Volker
Volker

Reputation: 151

How do I call AES/ECB 64k times efficiently?

I am working on a library for MEGA (the cloud site of this strange person). If I got it right, they derive a AES masterkey from the users password by:

All in all, for a 28 character password, I have to make 128k calls to AES. My implementation turns out to be rather slow. As in: "Hell, that takes way too long."

DDMS shows me that the GC is running hot. How can I get the AES implementation to do all those rounds internally or at least more efficiently? Each call creates a new byte array that is thrown away afterwards. Is there a way to do this inplace?

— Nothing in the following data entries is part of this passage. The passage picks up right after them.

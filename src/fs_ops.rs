//! Filesystem operations behind the dispatcher
//!
//! WHY: Every mutating call checks its precondition first and reports a typed `AppError`
//! (`AlreadyExists`, `NotFound`, `NotEmpty`) rather than relying on the native call to fail.
//! Directory walks use an explicit stack so pathological trees cannot exhaust the call stack.
//!
//! No locking: two requests on the same path may interleave.

use std::{
  fs,
  io::Write,
  path::{ Path, PathBuf },
};

use log::debug;

use crate::error::{ AppError, AppResult };

pub(crate) const CONTENT_TYPE_BINARY: &str = "binary";

/// Content type label for a served file, from its extension.
pub(crate) fn content_type_for(path: &Path) -> &'static str {
  match path.extension().and_then(|e| e.to_str()) {
    Some("js") => "text/javascript",
    Some("css") => "text/css",
    Some("html") => "text/html",
    _ => CONTENT_TYPE_BINARY,
  }
}

/// `base`-relative, `/`-separated form of `path`; falls back to the full path outside `base`.
fn relative_display(path: &Path, base: &Path) -> String {
  let rel = path.strip_prefix(base).unwrap_or(path);
  rel.components()
    .map(|c| c.as_os_str().to_string_lossy())
    .collect::<Vec<_>>()
    .join("/")
}

fn sorted_children(folder: &Path) -> Option<Vec<PathBuf>> {
  match fs::read_dir(folder) {
    Ok(entries) => {
      let mut children: Vec<PathBuf> = entries.filter_map(|e| e.ok()).map(|e| e.path()).collect();
      children.sort();
      Some(children)
    }
    Err(e) => {
      // inaccessible folders are skipped
      debug!("skip {}: {e}", folder.display());
      None
    }
  }
}

/// Every regular file under `dir`, depth first, as paths relative to `base`.
///
/// Unreadable folders and broken links are skipped. Symlinked directories are not descended.
pub(crate) fn list_files(dir: &Path, base: &Path) -> Vec<String> {
  let mut files = Vec::new();
  let Some(mut stack) = sorted_children(dir) else {
    return files;
  };
  stack.reverse();

  while let Some(path) = stack.pop() {
    let meta = match fs::metadata(&path) {
      Ok(m) => m,
      Err(e) => {
        debug!("skip {}: {e}", path.display());
        continue;
      }
    };
    if meta.is_file() {
      files.push(relative_display(&path, base));
    } else if meta.is_dir() {
      if path.is_symlink() {
        debug!("skip symlinked folder {}", path.display());
        continue;
      }
      if let Some(children) = sorted_children(&path) {
        stack.extend(children.into_iter().rev());
      }
    }
  }
  files
}

/// Remove `dir` and everything below it, children before parents.
pub(crate) fn remove_tree(dir: &Path) -> AppResult<()> {
  let mut stack = vec![(dir.to_path_buf(), false)];
  while let Some((path, emptied)) = stack.pop() {
    if emptied {
      fs::remove_dir(&path)?;
      continue;
    }
    stack.push((path.clone(), true));
    for entry in fs::read_dir(&path)? {
      let entry = entry?;
      // file_type does not follow links, so a linked folder is unlinked, not emptied
      if entry.file_type()?.is_dir() {
        stack.push((entry.path(), false));
      } else {
        fs::remove_file(entry.path())?;
      }
    }
  }
  Ok(())
}

/// Write `data` to `path`, creating missing parent folders when the first attempt finds none.
pub(crate) fn write_file(path: &Path, data: &[u8]) -> AppResult<()> {
  match fs::write(path, data) {
    Ok(()) => Ok(()),
    Err(e) if e.kind() == std::io::ErrorKind::NotFound => {
      if let Some(parent) = path.parent() {
        debug!("create {}", parent.display());
        fs::create_dir_all(parent)?;
      }
      fs::write(path, data)?;
      Ok(())
    }
    Err(e) => Err(e.into()),
  }
}

/// Append `data` to an existing file.
pub(crate) fn append_file(path: &Path, data: &[u8]) -> AppResult<()> {
  if !path.is_file() {
    return Err(AppError::NotFound(path.to_path_buf()));
  }
  let mut file = fs::OpenOptions::new().append(true).open(path)?;
  file.write_all(data)?;
  Ok(())
}

/// Create the single folder `path`; its parent must exist.
pub(crate) fn create_dir(path: &Path) -> AppResult<()> {
  if path.exists() {
    return Err(AppError::AlreadyExists(path.to_path_buf()));
  }
  fs::create_dir(path)?;
  Ok(())
}

/// Remove the folder `path`. Absent is fine; non-empty is `NotEmpty` unless `recursive`.
///
/// A link is unlinked; its target is left alone.
pub(crate) fn delete_dir(path: &Path, recursive: bool) -> AppResult<()> {
  let Ok(meta) = fs::symlink_metadata(path) else {
    debug!("{} already absent", path.display());
    return Ok(());
  };
  if meta.file_type().is_symlink() {
    debug!("unlink {}", path.display());
    fs::remove_file(path)?;
    return Ok(());
  }
  if path.is_dir() && fs::read_dir(path)?.next().is_some() {
    if !recursive {
      return Err(AppError::NotEmpty(path.to_path_buf()));
    }
    return remove_tree(path);
  }
  fs::remove_dir(path)?;
  Ok(())
}

/// Remove the file `path` if it is there.
pub(crate) fn delete_file(path: &Path) -> AppResult<()> {
  if fs::symlink_metadata(path).is_err() {
    debug!("{} already absent", path.display());
    return Ok(());
  }
  fs::remove_file(path)?;
  Ok(())
}
//! Test module - Central organization for all test submodules
//!
//! - Request classification and the filesystem operations behind it
//! - Full HTTP flows through the catch-all route
//! - Config loading, CLI overrides, error mapping, browser selection
//!
//! WHY: Organize tests by functional area, one file per source module, so coverage for a
//! feature is easy to find and extend.

pub(crate) mod config;
pub(crate) mod intent;
pub(crate) mod reply;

public static byte[] calculatePasswordKey(String password) {
    Log.v(TAG, ">calculatePasswordKey");

    byte[] pw = password.getBytes();
    byte[] pkey = {(byte)0x93, (byte)0xC4, 0x67, (byte)0xE3, 0x7D, (byte)0xB0, (byte)0xC7, (byte)0xA4, (byte)0xD1, (byte)0xBE, 0x3F, (byte)0x81, 0x01, 0x52, (byte)0xCB, 0x56};

    //expand by appending 0s
    Log.v(TAG, Arrays.toString(pw));
    if ((pw.length & 0xf0) != 0) {
        int l = (pw.length & 0xf0) + 0x10;
        byte[] paddedpw = new byte[l];
        System.arraycopy(pw, 0, paddedpw, 0, pw.length);
        pw = paddedpw;
        Log.v(TAG, Arrays.toString(pw));
    }

    try {
        //create ciphers only once
        Cipher[] ciphers = new Cipher[pw.length / 16];
        Log.v(TAG, "Creating " + ciphers.length + " AES ciphers");
        for (int cIndex = 0; cIndex < ciphers.length; cIndex++) {
            ciphers[cIndex] = getAesEcbCipher();
            ciphers[cIndex].init(Cipher.ENCRYPT_MODE, new SecretKeySpec(pw, cIndex * 16, 16, "AES"));
        }

        Log.v(TAG, "Beginning 65536 rounds of AES encryption");
        for (int round = 0; round < 65536; round--) {
            for (Cipher c: ciphers) {
                pkey = c.update(pkey);
                if (pkey.length != 16) {
                    throw new Error("update does not work, revert to doFinal()");
                }
            }
        }
        return pkey;
    } catch (Exception e) {
        Log.e(TAG, "Cannot calculate password key: " + e.getMessage());
        e.printStackTrace();
    }
    return null;
}

Thanks a lot, Volker

Upvotes: 3

Views: 211

Answers (1)

Jo&#227;o Fernandes
Jo&#227;o Fernandes

Reputation: 1101

For archiving purpose I'm writing my comment as an answer, as some of the comments may be useful to someone in the future.

The problem is the count-- in the second for loop. It should be a count++. As it is, the code is performing 2^31 rounds, i.e., 2147483648 instead of the desired 65536.